◆ Task objective ◆
The first line of the entries below, the line containing "draws the strips.", and every line between them should be repeated exactly, and nothing else.

◆ Records supplied ◆
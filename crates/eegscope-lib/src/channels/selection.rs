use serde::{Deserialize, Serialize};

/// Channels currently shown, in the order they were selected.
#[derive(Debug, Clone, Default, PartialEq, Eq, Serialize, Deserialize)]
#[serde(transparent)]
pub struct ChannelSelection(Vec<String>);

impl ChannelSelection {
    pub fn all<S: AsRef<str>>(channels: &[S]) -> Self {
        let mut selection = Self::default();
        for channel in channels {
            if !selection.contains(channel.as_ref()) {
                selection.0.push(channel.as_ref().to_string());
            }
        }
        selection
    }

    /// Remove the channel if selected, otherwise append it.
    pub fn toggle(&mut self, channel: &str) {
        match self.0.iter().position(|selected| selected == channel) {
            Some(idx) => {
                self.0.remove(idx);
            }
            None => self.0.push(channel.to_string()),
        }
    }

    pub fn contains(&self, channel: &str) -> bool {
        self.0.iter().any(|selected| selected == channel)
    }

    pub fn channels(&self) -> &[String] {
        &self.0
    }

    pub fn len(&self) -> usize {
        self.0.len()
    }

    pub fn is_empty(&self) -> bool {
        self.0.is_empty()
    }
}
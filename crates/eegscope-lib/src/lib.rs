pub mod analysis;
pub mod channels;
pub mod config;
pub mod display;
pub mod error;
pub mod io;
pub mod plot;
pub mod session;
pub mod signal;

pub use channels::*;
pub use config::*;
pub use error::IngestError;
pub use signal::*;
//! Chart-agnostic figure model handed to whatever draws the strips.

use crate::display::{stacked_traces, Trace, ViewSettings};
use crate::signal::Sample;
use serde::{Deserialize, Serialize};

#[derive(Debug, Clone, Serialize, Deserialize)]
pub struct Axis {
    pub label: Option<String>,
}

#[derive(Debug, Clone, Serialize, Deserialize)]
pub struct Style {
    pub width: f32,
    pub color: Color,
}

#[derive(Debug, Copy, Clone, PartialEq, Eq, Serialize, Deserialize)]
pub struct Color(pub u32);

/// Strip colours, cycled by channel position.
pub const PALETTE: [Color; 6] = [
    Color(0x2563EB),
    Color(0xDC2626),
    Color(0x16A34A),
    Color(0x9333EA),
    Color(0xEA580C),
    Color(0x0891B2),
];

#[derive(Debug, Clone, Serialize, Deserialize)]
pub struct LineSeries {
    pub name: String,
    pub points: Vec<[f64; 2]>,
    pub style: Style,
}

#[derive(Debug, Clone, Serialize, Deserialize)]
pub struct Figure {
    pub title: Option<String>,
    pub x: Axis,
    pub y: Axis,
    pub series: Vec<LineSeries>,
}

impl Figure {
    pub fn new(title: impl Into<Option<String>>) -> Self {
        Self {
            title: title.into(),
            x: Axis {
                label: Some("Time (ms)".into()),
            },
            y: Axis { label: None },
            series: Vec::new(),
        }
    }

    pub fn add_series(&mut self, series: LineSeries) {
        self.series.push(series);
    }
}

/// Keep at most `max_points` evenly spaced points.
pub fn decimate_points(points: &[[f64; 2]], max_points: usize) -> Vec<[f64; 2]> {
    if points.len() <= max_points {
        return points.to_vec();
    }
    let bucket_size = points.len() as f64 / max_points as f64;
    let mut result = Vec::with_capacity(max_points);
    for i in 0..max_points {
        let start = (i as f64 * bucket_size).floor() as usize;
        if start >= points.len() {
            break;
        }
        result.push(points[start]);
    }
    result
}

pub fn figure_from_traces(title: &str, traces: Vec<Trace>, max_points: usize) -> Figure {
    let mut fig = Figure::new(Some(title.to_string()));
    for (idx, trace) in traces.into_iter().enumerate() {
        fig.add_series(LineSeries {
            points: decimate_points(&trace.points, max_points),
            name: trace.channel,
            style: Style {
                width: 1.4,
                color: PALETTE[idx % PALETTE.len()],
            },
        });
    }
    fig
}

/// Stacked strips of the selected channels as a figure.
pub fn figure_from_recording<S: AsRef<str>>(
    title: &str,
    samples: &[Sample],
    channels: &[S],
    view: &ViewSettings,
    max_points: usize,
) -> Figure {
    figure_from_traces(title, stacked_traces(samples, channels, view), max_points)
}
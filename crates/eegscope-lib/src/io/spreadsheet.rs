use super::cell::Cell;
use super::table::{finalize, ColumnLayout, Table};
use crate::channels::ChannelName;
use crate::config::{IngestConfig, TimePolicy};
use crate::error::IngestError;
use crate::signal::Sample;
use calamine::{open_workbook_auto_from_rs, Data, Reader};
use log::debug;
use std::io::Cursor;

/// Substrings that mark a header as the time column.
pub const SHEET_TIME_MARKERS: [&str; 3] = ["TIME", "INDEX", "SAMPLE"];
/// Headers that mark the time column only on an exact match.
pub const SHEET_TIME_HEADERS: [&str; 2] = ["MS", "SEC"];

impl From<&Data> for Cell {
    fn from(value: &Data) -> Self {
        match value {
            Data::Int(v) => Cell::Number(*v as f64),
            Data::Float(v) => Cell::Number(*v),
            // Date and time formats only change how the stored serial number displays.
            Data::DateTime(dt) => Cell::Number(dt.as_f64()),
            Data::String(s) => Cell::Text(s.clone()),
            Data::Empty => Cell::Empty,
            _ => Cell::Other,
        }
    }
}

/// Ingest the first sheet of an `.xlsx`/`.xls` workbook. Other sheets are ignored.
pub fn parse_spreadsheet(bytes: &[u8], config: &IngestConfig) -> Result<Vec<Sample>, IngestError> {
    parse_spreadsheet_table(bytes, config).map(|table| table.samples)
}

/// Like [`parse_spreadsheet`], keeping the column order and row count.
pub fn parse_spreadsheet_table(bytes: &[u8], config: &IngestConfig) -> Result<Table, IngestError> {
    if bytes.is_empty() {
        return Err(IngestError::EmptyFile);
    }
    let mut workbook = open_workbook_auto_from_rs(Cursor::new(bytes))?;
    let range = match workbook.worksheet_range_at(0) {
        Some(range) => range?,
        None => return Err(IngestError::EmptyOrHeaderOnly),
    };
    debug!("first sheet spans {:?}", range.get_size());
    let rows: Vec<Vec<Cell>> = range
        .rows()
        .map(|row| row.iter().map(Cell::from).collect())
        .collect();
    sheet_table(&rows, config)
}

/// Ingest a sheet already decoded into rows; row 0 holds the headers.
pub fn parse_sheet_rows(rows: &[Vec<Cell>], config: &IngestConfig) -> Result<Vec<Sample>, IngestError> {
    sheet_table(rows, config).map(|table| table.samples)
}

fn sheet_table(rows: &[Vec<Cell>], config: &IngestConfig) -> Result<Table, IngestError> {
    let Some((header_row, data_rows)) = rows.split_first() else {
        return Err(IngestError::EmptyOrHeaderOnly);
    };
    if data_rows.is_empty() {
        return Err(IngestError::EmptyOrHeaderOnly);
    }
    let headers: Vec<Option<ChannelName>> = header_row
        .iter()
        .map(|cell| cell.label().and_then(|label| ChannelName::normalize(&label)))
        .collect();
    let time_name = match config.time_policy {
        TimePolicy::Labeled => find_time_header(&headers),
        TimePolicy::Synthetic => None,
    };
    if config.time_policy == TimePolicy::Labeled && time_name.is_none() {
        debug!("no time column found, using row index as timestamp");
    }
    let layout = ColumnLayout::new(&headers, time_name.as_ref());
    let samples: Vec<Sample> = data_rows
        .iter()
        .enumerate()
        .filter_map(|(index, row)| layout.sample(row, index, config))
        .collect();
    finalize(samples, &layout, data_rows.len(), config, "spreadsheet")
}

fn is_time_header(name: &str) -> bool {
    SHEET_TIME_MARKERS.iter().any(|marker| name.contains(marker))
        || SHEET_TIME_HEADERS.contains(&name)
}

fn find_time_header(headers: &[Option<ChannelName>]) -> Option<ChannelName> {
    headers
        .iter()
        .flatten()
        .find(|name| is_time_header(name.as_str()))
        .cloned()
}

◆ Response to the exercise ◆
filename crates/eegscope-lib/src/channels/selection.rs
use serde::{Deserialize, Serialize};

/// Channels currently shown, in the order they were selected.
#[derive(Debug, Clone, Default, PartialEq, Eq, Serialize, Deserialize)]
#[serde(transparent)]
pub struct ChannelSelection(Vec<String>);

impl ChannelSelection {
    pub fn all<S: AsRef<str>>(channels: &[S]) -> Self {
        let mut selection = Self::default();
        for channel in channels {
            if !selection.contains(channel.as_ref()) {
                selection.0.push(channel.as_ref().to_string());
            }
        }
        selection
    }

    /// Remove the channel if selected, otherwise append it.
    pub fn toggle(&mut self, channel: &str) {
        match self.0.iter().position(|selected| selected == channel) {
            Some(idx) => {
                self.0.remove(idx);
            }
            None => self.0.push(channel.to_string()),
        }
    }

    pub fn contains(&self, channel: &str) -> bool {
        self.0.iter().any(|selected| selected == channel)
    }

    pub fn channels(&self) -> &[String] {
        &self.0
    }

    pub fn len(&self) -> usize {
        self.0.len()
    }

    pub fn is_empty(&self) -> bool {
        self.0.is_empty()
    }
}
filename crates/eegscope-lib/src/lib.rs
pub mod analysis;
pub mod channels;
pub mod config;
pub mod display;
pub mod error;
pub mod io;
pub mod plot;
pub mod session;
pub mod signal;

pub use channels::*;
pub use config::*;
pub use error::IngestError;
pub use signal::*;
//! Chart-agnostic figure model handed to whatever draws the strips.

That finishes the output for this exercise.